Young players — especially those in the 6–10 age range — have short attention spans, a high center of gravity that makes quick direction changes tricky, and an ego that is easily bruised by repeated failure. The drills you choose and how you run them determines whether a kid falls in love with the game or quietly quits by age eleven.

The right practice drills do three things simultaneously: they teach a real basketball skill, they guarantee that every player experiences success in each session, and they move fast enough that no one is standing in a line for more than thirty seconds. A well-run youth practice looks chaotic to the untrained eye — every kid has a ball, everyone is moving, there is laughter — but underneath it there is intentional structure.

If you want a complete framework for building out your practice time from start to finish, see our guide on Basketball Practice Plan. For the broader context of developing young players over a full season, Basketball Player Development covers the long game. The drills in this guide are the raw material — the building blocks that fill those practice slots with purposeful repetition.

Keep sessions to 45–60 minutes for the youngest groups. Put the hardest new skill at the very beginning when attention is highest. End every practice on something positive — a win, a celebration, a fun game. These are not soft suggestions; they are the structural requirements of effective youth coaching.

Ball Handling Drills Every Youth Player Needs

Ball handling is the first fundamental because it is the most democratic skill in basketball.
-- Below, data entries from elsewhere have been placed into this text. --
//! RGBA colors for chart fills, strokes and tooltip accents.

use crate::error::{ChartError, ChartResult};

/// An RGBA color with `f32` components in the `0.0..=1.0` range.
///
/// Colors can be constructed from floats, `u8` values, numeric hex codes or
/// CSS-style hex strings, and render back to the `#RRGGBB` form SVG expects:
///
/// ```
/// use tallyplot_geometry::Color;
///
/// let coral = Color::from_hex(0xF28C61);
/// assert_eq!(coral.to_hex_string(), "#f28c61");
///
/// let parsed = Color::from_hex_str("#f28c61").unwrap();
/// assert_eq!(parsed, coral);
/// ```
///
/// The struct is `#[repr(C)]` and implements `bytemuck::Pod`, so hosts that
/// upload colors to a GPU buffer can cast slices of it directly.
#[repr(C)]
#[derive(Debug, Clone, Copy, PartialEq, bytemuck::Pod, bytemuck::Zeroable)]
#[cfg_attr(feature = "serde", derive(serde::Serialize, serde::Deserialize))]
pub struct Color {
    pub r: f32,
    pub g: f32,
    pub b: f32,
    pub a: f32,
}

impl Color {
    pub const WHITE: Color = Color::rgb(1.0, 1.0, 1.0);
    pub const BLACK: Color = Color::rgb(0.0, 0.0, 0.0);
    pub const TRANSPARENT: Color = Color::rgba(0.0, 0.0, 0.0, 0.0);

    /// Create a color from RGB components with full opacity (alpha = 1.0).
    pub const fn rgb(r: f32, g: f32, b: f32) -> Self {
        Self { r, g, b, a: 1.0 }
    }

    /// Create a color from RGBA components.
    pub const fn rgba(r: f32, g: f32, b: f32, a: f32) -> Self {
        Self { r, g, b, a }
    }

    /// Create a color from 8-bit RGBA values (0–255 mapped to 0.0–1.0).
    pub fn from_rgba_u8(r: u8, g: u8, b: u8, a: u8) -> Self {
        Self {
            r: r as f32 / 255.0,
            g: g as f32 / 255.0,
            b: b as f32 / 255.0,
            a: a as f32 / 255.0,
        }
    }

    /// Create a color from 8-bit RGB values with full opacity.
    pub fn from_rgb_u8(r: u8, g: u8, b: u8) -> Self {
        Self::from_rgba_u8(r, g, b, 255)
    }

    /// Create a color from a 24-bit RGB hex value (e.g. `0xFF8800`).
    pub fn from_hex(hex: u32) -> Self {
        let r = ((hex >> 16) & 0xFF) as u8;
        let g = ((hex >> 8) & 0xFF) as u8;
        let b = (hex & 0xFF) as u8;
        Self::from_rgb_u8(r, g, b)
    }

    /// Create a color from a 32-bit RGBA hex value (e.g. `0xFF880080`).
    pub fn from_hex_alpha(hex: u32) -> Self {
        let r = ((hex >> 24) & 0xFF) as u8;
        let g = ((hex >> 16) & 0xFF) as u8;
        let b = ((hex >> 8) & 0xFF) as u8;
        let a = (hex & 0xFF) as u8;
        Self::from_rgba_u8(r, g, b, a)
    }

    /// Parse `#RGB`, `#RRGGBB` or `#RRGGBBAA` (the leading `#` is optional).
    pub fn from_hex_str(text: &str) -> ChartResult<Self> {
        let digits = text.trim().trim_start_matches('#');
        let invalid = || ChartError::InvalidColor(text.to_string());

        if !digits.chars().all(|c| c.is_ascii_hexdigit()) {
            return Err(invalid());
        }

        match digits.len() {
            3 => {
                let value = u32::from_str_radix(digits, 16).map_err(|_| invalid())?;
                let expand = |nibble: u32| ((nibble & 0xF) * 0x11) as u8;
                Ok(Self::from_rgb_u8(
                    expand(value >> 8),
                    expand(value >> 4),
                    expand(value),
                ))
            }
            6 => u32::from_str_radix(digits, 16)
                .map(Self::from_hex)
                .map_err(|_| invalid()),
            8 => u32::from_str_radix(digits, 16)
                .map(Self::from_hex_alpha)
                .map_err(|_| invalid()),
            _ => Err(invalid()),
        }
    }

    /// Same color with a different alpha.
    pub const fn with_alpha(self, a: f32) -> Self {
        Self { a, ..self }
    }

    /// Components quantized to bytes.
    pub fn to_rgba_u8(self) -> [u8; 4] {
        let quantize = |c: f32| (c.clamp(0.0, 1.0) * 255.0).round() as u8;
        [
            quantize(self.r),
            quantize(self.g),
            quantize(self.b),
            quantize(self.a),
        ]
    }

    /// Lowercase `#rrggbb`, or `#rrggbbaa` when not fully opaque.
    pub fn to_hex_string(self) -> String {
        let [r, g, b, a] = self.to_rgba_u8();
        if a == 255 {
            format!("#{r:02x}{g:02x}{b:02x}")
        } else {
            format!("#{r:02x}{g:02x}{b:02x}{a:02x}")
        }
    }

    /// Convert to an `[r, g, b, a]` array.
    pub fn to_array(self) -> [f32; 4] {
        [self.r, self.g, self.b, self.a]
    }
}

impl Default for Color {
    fn default() -> Self {
        Self::WHITE
    }
}

impl From<[f32; 4]> for Color {
    fn from(arr: [f32; 4]) -> Self {
        Self {
            r: arr[0],
            g: arr[1],
            b: arr[2],
            a: arr[3],
        }
    }
}

impl From<[f32; 3]> for Color {
    fn from(arr: [f32; 3]) -> Self {
        Self {
            r: arr[0],
            g: arr[1],
            b: arr[2],
            a: 1.0,
        }
    }
}

impl From<Color> for [f32; 4] {
    fn from(color: Color) -> Self {
        color.to_array()
    }
}

impl std::str::FromStr for Color {
    type Err = ChartError;

    fn from_str(s: &str) -> Result<Self, Self::Err> {
        Self::from_hex_str(s)
    }
}

#[cfg(test)]
mod tests {
    use super::*;

    #[test]
    fn test_hex_round_trip_opaque() {
        let color = Color::from_hex(0x5CABED);
        assert_eq!(color.to_hex_string(), "#5cabed");
    }

    #[test]
    fn test_short_hex() {
        let color = Color::from_hex_str("#f80").unwrap();
        assert_eq!(color.to_rgba_u8(), [0xFF, 0x88, 0x00, 0xFF]);
    }

    #[test]
    fn test_alpha_hex_keeps_alpha() {
        let color = Color::from_hex_str("11223380").unwrap();
        assert_eq!(color.to_hex_string(), "#11223380");
    }

    #[test]
    fn test_invalid_hex_is_error() {
        assert!(matches!(
            Color::from_hex_str("#12345"),
            Err(ChartError::InvalidColor(_))
        ));
        assert!(Color::from_hex_str("#zzzzzz").is_err());
        assert!("".parse::<Color>().is_err());
    }

    #[test]
    fn test_with_alpha() {
        let color = Color::BLACK.with_alpha(0.6);
        assert_eq!(color.a, 0.6);
        assert_eq!(color.r, 0.0);
    }
}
Every player, regardless of size or athleticism, can improve their dribble through repetition. And unlike shooting, which requires a certain arm strength to develop proper form, dribbling can be trained effectively from the first day a kid picks up a ball.

The key principle: give every player their own ball. Drills that require sharing a ball immediately cut your repetitions in half and create the exact standing-around problem you are trying to avoid. If your gym has twenty players and twelve balls, split into two groups and rotate.

Stationary Pound Dribble

Players spread out in the gym, each with a ball, in an athletic stance — feet shoulder-width apart, knees bent, eyes up. They pound-dribble the ball hard with their dominant hand for thirty seconds, then switch. The coaching point: push the ball DOWN, not forward. Fingers spread. Eyes never drop to the ball. This is the foundation drill — run it at the start of every practice for the first half of the season.

Dribble Tag

Every player has a ball and is dribbling inside a defined area (half court works well). One or two players are "it" — they must also dribble while trying to tag others. If you get tagged, you do five stationary dribbles and re-enter. This drill teaches ball protection, court awareness, and change of direction — all wrapped inside a game kids actually want to play. It is the best example of the "teach skills through games" philosophy in action.

Two-Ball Dribbling

Once players are comfortable with one ball, introduce two-ball dribbling. Both balls at the same time, alternating, then together. This is a coordination challenge that rapidly improves weak-hand development. It also has the advantage of looking impressive, which motivates kids to practice it on their own. For a deeper breakdown of dribble progressions, see Ball Handling Drills.

Figure-8 Dribble

Players stand with feet wider than shoulder-width and dribble the ball in a figure-8 pattern through their legs. Start slow. The goal is control, not speed. This drill builds hand-eye coordination, core stability, and comfort with the ball in tight spaces — all of which transfer directly to game situations.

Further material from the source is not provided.